Volume 45 | Number 2 | March–April 2017

Inglés Español

The Passing Away of a Dear Servant of God, Dr. Ronald J. Ausdenmoore


By Dr. H. T. Spence

Today we have assembled in the Whitefield Sanctuary to honor a dear man whose life has been part of the fabric woven by providence into this precious ministry known as Foundations. He was affectionately known among us as Dr. Ausdenmoore. Though he had been in declining health in the more recent years, his infirmities worsened in the last three weeks of his life, with God calling him home to heaven on March 23rd. The summons took place just before 5:00 AM that morning, some six hours before Dr. Robert and I left for Ghana, Africa. As the pastor of the dear Ausdenmoore family, I was requested by Sister Ausdenmoore to delay the funeral service until we returned from this mission trip. We were to arrive last night, certainly in time to share this important service with his dear wife, his sons and daughters, their families, friends, and acquaintances. But due to a most peculiar providence of plane mechanical failure in Accra, Ghana, our return was delayed 24 hours, which has found us still in flight during this appointed memorial service. Therefore, I send my message today for the Associate Pastor to read, as we reflect upon dear Dr. Ausdenmoore’s life and his home going, as well as to confirm his memory among us as one who loved his Lord. That love was poured out most preciously among us in the later years of his prime, as evidenced by his love of God’s Word and his faithfulness to the ministry he came to love.
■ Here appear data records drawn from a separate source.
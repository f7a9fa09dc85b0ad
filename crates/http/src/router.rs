//! Router builder for the Libris HTTP server

use std::sync::Arc;
use std::time::Duration;

use axum::{
    extract::{DefaultBodyLimit, Request},
    http::{HeaderValue, StatusCode},
    routing::get,
    Extension, Router,
};
use libris_authz::Credentials;
use tower_http::{
    cors::{Any, CorsLayer},
    request_id::{MakeRequestId, PropagateRequestIdLayer, RequestId, SetRequestIdLayer},
    timeout::TimeoutLayer,
    trace::{DefaultMakeSpan, DefaultOnRequest, DefaultOnResponse, TraceLayer},
};
use uuid::{Timestamp, Uuid};

use libris_kernel::ModuleRegistry;

/// Builder for constructing the main HTTP router.
///
/// Axum layers only wrap routes that already exist, so add every route and
/// module before calling the `with_*` layer methods.
pub struct RouterBuilder {
    router: Router,
}

impl RouterBuilder {
    /// Create a new router builder
    pub fn new() -> Self {
        Self {
            router: Router::new(),
        }
    }

    /// Add a route to the router
    pub fn route(mut self, path: &str, route: axum::routing::MethodRouter) -> Self {
        self.router = self.router.route(path, route);
        self
    }

    /// Merge a module's router. Module routes carry their own `/api/...` paths.
    pub fn mount_module(mut self, module_name: &str, module_router: Router) -> Self {
        tracing::info!(module = module_name, "mounting module routes");
        self.router = self.router.merge(module_router);
        self
    }

    /// Make the token table available to the `CurrentCaller` extractor
    pub fn with_credentials(mut self, credentials: Credentials) -> Self {
        self.router = self.router.layer(Extension(Arc::new(credentials)));
        self
    }

    /// Raise axum's default 2 MB body cap to fit book uploads
    pub fn with_body_limit(mut self, max_bytes: usize) -> Self {
        self.router = self.router.layer(DefaultBodyLimit::max(max_bytes));
        self
    }

    /// Add tracing middleware
    pub fn with_tracing(mut self) -> Self {
        self.router = self.router.layer(
            TraceLayer::new_for_http()
                .make_span_with(DefaultMakeSpan::new().include_headers(false))
                .on_request(DefaultOnRequest::new().level(tracing::Level::INFO))
                .on_response(DefaultOnResponse::new().level(tracing::Level::INFO)),
        );
        self
    }

    /// Add CORS middleware
    pub fn with_cors(mut self) -> Self {
        self.router = self.router.layer(
            CorsLayer::new()
                .allow_origin(Any)
                .allow_methods(Any)
                .allow_headers(Any),
        );
        self
    }

    /// Add request ID middleware, echoing the id back on the response
    pub fn with_request_id(mut self) -> Self {
        self.router = self
            .router
            .layer(PropagateRequestIdLayer::x_request_id())
            .layer(SetRequestIdLayer::x_request_id(MakeRequestUuidV7));
        self
    }

    /// Add timeout middleware
    pub fn with_timeout(mut self, timeout_ms: u64) -> Self {
        self.router = self
            .router
            .layer(TimeoutLayer::with_status_code(
                StatusCode::REQUEST_TIMEOUT,
                Duration::from_millis(timeout_ms),
            ));
        self
    }

    /// Add OpenAPI documentation by collecting specs from all modules
    pub fn with_openapi(mut self, registry: &ModuleRegistry) -> Self {
        let openapi_spec = merge_openapi(registry);

        // utoipa's typed OpenApi lets SwaggerUI serve the merged document
        let openapi_obj: utoipa::openapi::OpenApi = serde_json::from_value(openapi_spec.clone())
            .unwrap_or_else(|err| {
                tracing::warn!(%err, "merged OpenAPI document is not valid; serving a stub");
                utoipa::openapi::OpenApiBuilder::new()
                    .info(
                        utoipa::openapi::InfoBuilder::new()
                            .title("Libris API")
                            .version("1.0.0")
                            .build(),
                    )
                    .build()
            });

        self.router = self.router.merge(
            utoipa_swagger_ui::SwaggerUi::new("/swagger-ui")
                .url("/api-docs/openapi.json", openapi_obj),
        );

        // Also serve the raw JSON spec for external consumers
        self.router = self.router.route(
            "/docs/openapi.json",
            get(move || async move { axum::Json(openapi_spec.clone()) }),
        );

        self
    }

    /// Build the final router
    pub fn build(self) -> Router {
        self.router
    }
}

impl Default for RouterBuilder {
    fn default() -> Self {
        Self::new()
    }
}

/// Merge module OpenAPI fragments into one document, prefixing each module's
/// paths with `/api/{module_name}`.
pub fn merge_openapi(registry: &ModuleRegistry) -> serde_json::Value {
    let mut openapi_spec = serde_json::json!({
        "openapi": "3.1.0",
        "info": {
            "title": "Libris API",
            "version": "1.0.0",
            "description": "Book, author and genre catalog"
        },
        "paths": {},
        "components": {
            "schemas": {},
            "securitySchemes": {
                "token": {
                    "type": "apiKey",
                    "in": "header",
                    "name": "Authorization",
                    "description": "`Token <value>` or `Bearer <value>`"
                }
            }
        }
    });

    openapi_spec["components"]["schemas"]["ErrorResponse"] = serde_json::json!({
        "type": "object",
        "properties": {
            "error": {
                "type": "object",
                "properties": {
                    "code": { "type": "string" },
                    "message": { "type": "string" },
                    "details": { "type": "array", "items": {} },
                    "trace_id": { "type": "string" },
                    "timestamp": { "type": "string" }
                },
                "required": ["code", "message", "trace_id", "timestamp"]
            }
        },
        "required": ["error"]
    });

    openapi_spec["components"]["schemas"]["ValidationErrors"] = serde_json::json!({
        "type": "object",
        "description": "Field name to messages; record-level errors under `non_field_errors`",
        "additionalProperties": {
            "type": "array",
            "items": { "type": "string" }
        }
    });

    // Shared by every list endpoint
    openapi_spec["components"]["parameters"] = serde_json::json!({
        "Search": {
            "name": "search", "in": "query", "required": false,
            "description": "Case-insensitive substring match; all terms must match",
            "schema": { "type": "string" }
        },
        "Page": {
            "name": "page", "in": "query", "required": false,
            "description": "1-based page number or `last`",
            "schema": { "type": "string" }
        },
        "PageSize": {
            "name": "page_size", "in": "query", "required": false,
            "schema": { "type": "integer" }
        }
    });

    openapi_spec["components"]["responses"] = serde_json::json!({
        "Error": {
            "description": "Error envelope",
            "content": {
                "application/json": { "schema": { "$ref": "#/components/schemas/ErrorResponse" } }
            }
        },
        "Invalid": {
            "description": "Validation failed",
            "content": {
                "application/json": { "schema": { "$ref": "#/components/schemas/ValidationErrors" } }
            }
        }
    });

    openapi_spec["paths"]["/healthz"] = serde_json::json!({
        "get": {
            "summary": "Health check",
            "responses": {
                "200": {
                    "description": "OK",
                    "content": { "text/plain": { "schema": { "type": "string" } } }
                }
            }
        }
    });

    for module in registry.modules() {
        let Some(module_spec) = module.openapi() else {
            continue;
        };

        if let Some(paths) = module_spec.get("paths").and_then(|p| p.as_object()) {
            for (path, path_item) in paths {
                let prefixed_path = format!("/api/{}{}", module.name(), path);
                openapi_spec["paths"][prefixed_path] = path_item.clone();
            }
        }

        if let Some(schemas) = module_spec
            .get("components")
            .and_then(|c| c.get("schemas"))
            .and_then(|s| s.as_object())
        {
            for (schema_name, schema_def) in schemas {
                openapi_spec["components"]["schemas"][schema_name] = schema_def.clone();
            }
        }
    }

    openapi_spec
}

/// Time-ordered request ids
#[derive(Clone)]
struct MakeRequestUuidV7;

impl MakeRequestId for MakeRequestUuidV7 {
    fn make_request_id<B>(&mut self, _request: &Request<B>) -> Option<RequestId> {
        let timestamp = Timestamp::now(uuid::NoContext);
        let request_id = Uuid::new_v7(timestamp)
            .to_string()
            .parse::<HeaderValue>()
            .ok()?;
        Some(RequestId::new(request_id))
    }
}

#[cfg(test)]
mod tests {
    use super::*;
    use axum::body::Body;
    use tower::ServiceExt;

    #[tokio::test]
    async fn test_router_builder_basic() {
        let router = RouterBuilder::new()
            .route("/test", get(|| async { "test" }))
            .build();

        let response = router
            .oneshot(Request::builder().uri("/test").body(Body::empty()).unwrap())
            .await
            .unwrap();
        assert_eq!(response.status(), StatusCode::OK);
    }

    #[tokio::test]
    async fn test_module_mounting() {
        let module_router = Router::new().route("/api/test/", get(|| async { "module" }));

        let router = RouterBuilder::new()
            .mount_module("test", module_router)
            .build();

        let response = router
            .oneshot(
                Request::builder()
                    .uri("/api/test/")
                    .body(Body::empty())
                    .unwrap(),
            )
            .await
            .unwrap();
        assert_eq!(response.status(), StatusCode::OK);
    }

    #[tokio::test]
    async fn test_middleware_chain_sets_request_id() {
        let router = RouterBuilder::new()
            .route("/health", get(|| async { "ok" }))
            .with_credentials(Credentials::default())
            .with_body_limit(1024)
            .with_timeout(5000)
            .with_request_id()
            .with_cors()
            .with_tracing()
            .build();

        let response = router
            .oneshot(Request::builder().uri("/health").body(Body::empty()).unwrap())
            .await
            .unwrap();
        assert_eq!(response.status(), StatusCode::OK);
        assert!(response.headers().contains_key("x-request-id"));
    }

    #[tokio::test]
    async fn slow_requests_time_out() {
        let router = RouterBuilder::new()
            .route(
                "/slow",
                get(|| async {
                    tokio::time::sleep(Duration::from_secs(5)).await;
                    "late"
                }),
            )
            .with_timeout(20)
            .build();

        let response = router
            .oneshot(Request::builder().uri("/slow").body(Body::empty()).unwrap())
            .await
            .unwrap();
        assert_eq!(response.status(), StatusCode::REQUEST_TIMEOUT);
    }

    #[test]
    fn merged_openapi_contains_shared_schemas() {
        let spec = merge_openapi(&ModuleRegistry::new());
        assert!(spec["components"]["schemas"]["ErrorResponse"].is_object());
        assert!(spec["components"]["schemas"]["ValidationErrors"].is_object());
        assert!(spec["paths"]["/healthz"]["get"].is_object());
        assert!(spec["components"]["parameters"]["Search"].is_object());
        assert!(spec["components"]["responses"]["Invalid"].is_object());
    }
}
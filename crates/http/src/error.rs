//! Error handling for the Libris HTTP layer

use axum::{
    http::StatusCode,
    response::{IntoResponse, Response},
    Json,
};
use libris_authz::Denied;
use libris_db::StoreError;
use libris_kernel::ValidationErrors;
use serde::Serialize;
use thiserror::Error;
use time::OffsetDateTime;
use uuid::Uuid;

/// Envelope used for every non-validation error
#[derive(Debug, Serialize)]
pub struct ErrorBody {
    pub code: String,
    pub message: String,
    pub details: Vec<serde_json::Value>,
    pub trace_id: String,
    pub timestamp: String,
}

/// Application error types that map to HTTP responses
#[derive(Error, Debug)]
pub enum AppError {
    /// Field and record-level validation failures, rendered as a flat
    /// `field -> [messages]` map.
    #[error("validation error: {0}")]
    Validation(ValidationErrors),

    #[error("not found: {message}")]
    NotFound { message: String, code: String },

    #[error("unauthorized: {message}")]
    Unauthorized { message: String, code: String },

    #[error("forbidden: {message}")]
    Forbidden { message: String, code: String },

    #[error("bad request: {message}")]
    BadRequest { message: String, code: String },

    #[error(transparent)]
    Internal(#[from] anyhow::Error),
}

impl AppError {
    /// Create a not found error
    pub fn not_found(message: impl Into<String>) -> Self {
        Self::NotFound {
            message: message.into(),
            code: "not_found".to_string(),
        }
    }

    /// Create an unauthorized error
    pub fn unauthorized(message: impl Into<String>) -> Self {
        Self::Unauthorized {
            message: message.into(),
            code: "unauthorized".to_string(),
        }
    }

    /// Create a forbidden error
    pub fn forbidden(message: impl Into<String>) -> Self {
        Self::Forbidden {
            message: message.into(),
            code: "forbidden".to_string(),
        }
    }

    /// Create a bad request error
    pub fn bad_request(message: impl Into<String>) -> Self {
        Self::BadRequest {
            message: message.into(),
            code: "bad_request".to_string(),
        }
    }
}

impl From<ValidationErrors> for AppError {
    fn from(errors: ValidationErrors) -> Self {
        Self::Validation(errors)
    }
}

impl From<Denied> for AppError {
    fn from(_: Denied) -> Self {
        Self::forbidden("You do not have permission to perform this action.")
    }
}

impl From<StoreError> for AppError {
    fn from(err: StoreError) -> Self {
        match err {
            StoreError::NotFound { entity, id } => {
                Self::not_found(format!("No {entity} matches id {id}."))
            }
            // Race losers that slipped past the policy checks.
            StoreError::UniqueViolation { .. } => Self::Validation(ValidationErrors::non_field(
                "A record with these values already exists.",
            )),
            StoreError::ForeignKeyViolation { .. } => Self::Validation(
                ValidationErrors::non_field("A referenced record does not exist."),
            ),
            other => Self::Internal(anyhow::Error::new(other)),
        }
    }
}

impl IntoResponse for AppError {
    fn into_response(self) -> Response {
        let error_id = Uuid::now_v7();
        let timestamp = OffsetDateTime::now_utc().to_string();

        let (status, error_code, message) = match self {
            AppError::Validation(errors) => {
                tracing::info!(error_id = %error_id, %errors, "request rejected by validation");
                return (StatusCode::BAD_REQUEST, Json(errors)).into_response();
            }
            AppError::NotFound { message, code } => (StatusCode::NOT_FOUND, code, message),
            AppError::Unauthorized { message, code } => (StatusCode::UNAUTHORIZED, code, message),
            AppError::Forbidden { message, code } => (StatusCode::FORBIDDEN, code, message),
            AppError::BadRequest { message, code } => (StatusCode::BAD_REQUEST, code, message),
            AppError::Internal(e) => (
                StatusCode::INTERNAL_SERVER_ERROR,
                "internal_error".to_string(),
                format!("{e:#}"),
            ),
        };

        if status.is_server_error() {
            tracing::error!(
                error_id = %error_id,
                error_code = %error_code,
                status_code = %status.as_u16(),
                %message,
                "Request error"
            );
        } else {
            tracing::info!(
                error_id = %error_id,
                error_code = %error_code,
                status_code = %status.as_u16(),
                "Request error"
            );
        }

        // Hide internal error details from clients in release builds
        let message = if cfg!(not(debug_assertions)) && status == StatusCode::INTERNAL_SERVER_ERROR
        {
            "An internal server error occurred".to_string()
        } else {
            message
        };

        let body = ErrorBody {
            code: error_code,
            message,
            details: Vec::new(),
            trace_id: error_id.to_string(),
            timestamp,
        };

        (status, Json(serde_json::json!({ "error": body }))).into_response()
    }
}

#[cfg(test)]
mod tests {
    use super::*;
    use axum::body::to_bytes;
    use libris_authz::{Caller, Entity, Operation};
    use serde_json::Value;

    async fn body_json(response: Response) -> Value {
        let bytes = to_bytes(response.into_body(), usize::MAX).await.unwrap();
        serde_json::from_slice(&bytes).unwrap()
    }

    #[tokio::test]
    async fn validation_errors_render_as_field_map() {
        let mut errors = ValidationErrors::field("year", "Year must be between 1000 and 9999.");
        errors.add_non_field("duplicate");

        let response = AppError::from(errors).into_response();
        assert_eq!(response.status(), StatusCode::BAD_REQUEST);

        let body = body_json(response).await;
        assert_eq!(body["year"][0], "Year must be between 1000 and 9999.");
        assert_eq!(body["non_field_errors"][0], "duplicate");
    }

    #[tokio::test]
    async fn not_found_uses_error_envelope() {
        let response = AppError::not_found("Test resource not found").into_response();
        assert_eq!(response.status(), StatusCode::NOT_FOUND);

        let body = body_json(response).await;
        assert_eq!(body["error"]["code"], "not_found");
        assert_eq!(body["error"]["message"], "Test resource not found");
        assert!(Uuid::parse_str(body["error"]["trace_id"].as_str().unwrap()).is_ok());
    }

    #[test]
    fn envelope_fields_lead_with_code() {
        let body = ErrorBody {
            code: "not_found".to_string(),
            message: "gone".to_string(),
            details: Vec::new(),
            trace_id: "t".to_string(),
            timestamp: "now".to_string(),
        };
        let text = serde_json::to_string(&body).unwrap();
        let position = |key: &str| text.find(&format!("\"{key}\"")).unwrap();
        assert!(position("code") < position("message"));
        assert!(position("message") < position("details"));
    }

    #[test]
    fn denied_maps_to_forbidden() {
        let denied = Denied {
            entity: Entity::Book,
            operation: Operation::Create,
            caller: Caller::User,
        };
        let response = AppError::from(denied).into_response();
        assert_eq!(response.status(), StatusCode::FORBIDDEN);
    }

    #[test]
    fn store_unique_violation_becomes_record_level_error() {
        let err = AppError::from(StoreError::UniqueViolation {
            message: "UNIQUE constraint failed: book.title".to_string(),
        });
        match err {
            AppError::Validation(errors) => assert_eq!(errors.non_field_messages().len(), 1),
            other => panic!("expected validation error, got {other:?}"),
        }
    }

    #[test]
    fn test_internal_error_mapping() {
        let internal_error = anyhow::anyhow!("Database connection failed");
        let error = AppError::Internal(internal_error);
        let response = error.into_response();
        assert_eq!(response.status(), StatusCode::INTERNAL_SERVER_ERROR);
    }
}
We read from Hebrews 12:22–24: “But ye are come unto Mount Sion, and unto the city of the living God, the heavenly Jerusalem, and to an innumerable company of angels. To the general assembly and church of the firstborn, which are written in heaven, and to God the Judge of all, and to the spirits of just men made perfect.”

God’s appointment of his natural life on this earth was known among us as husband, father, grandfather, great-grandfather, a brother in Christ, a teacher, and a dear friend. In his early years, before he came among us, he was a man on a circuitous religious journey in search for the truth, a journey that took him down many paths in the context of public Christianity. His last few years before coming here were found in the Charismatic Movement, which brought many twists and turns in that contemporary context. After some years in his own struggles for truth, God moved in a mysterious way by bringing into his life, in the spring of 1981, a copy of our Founder’s book Charismatism: Awakening or Apostasy? This book so moved his heart, not only to see the error of the Charismatic Movement, but also to confirm to him and to his wife the very presupposition that he came to believe: that the Bible was to be their sufficient and constant guide.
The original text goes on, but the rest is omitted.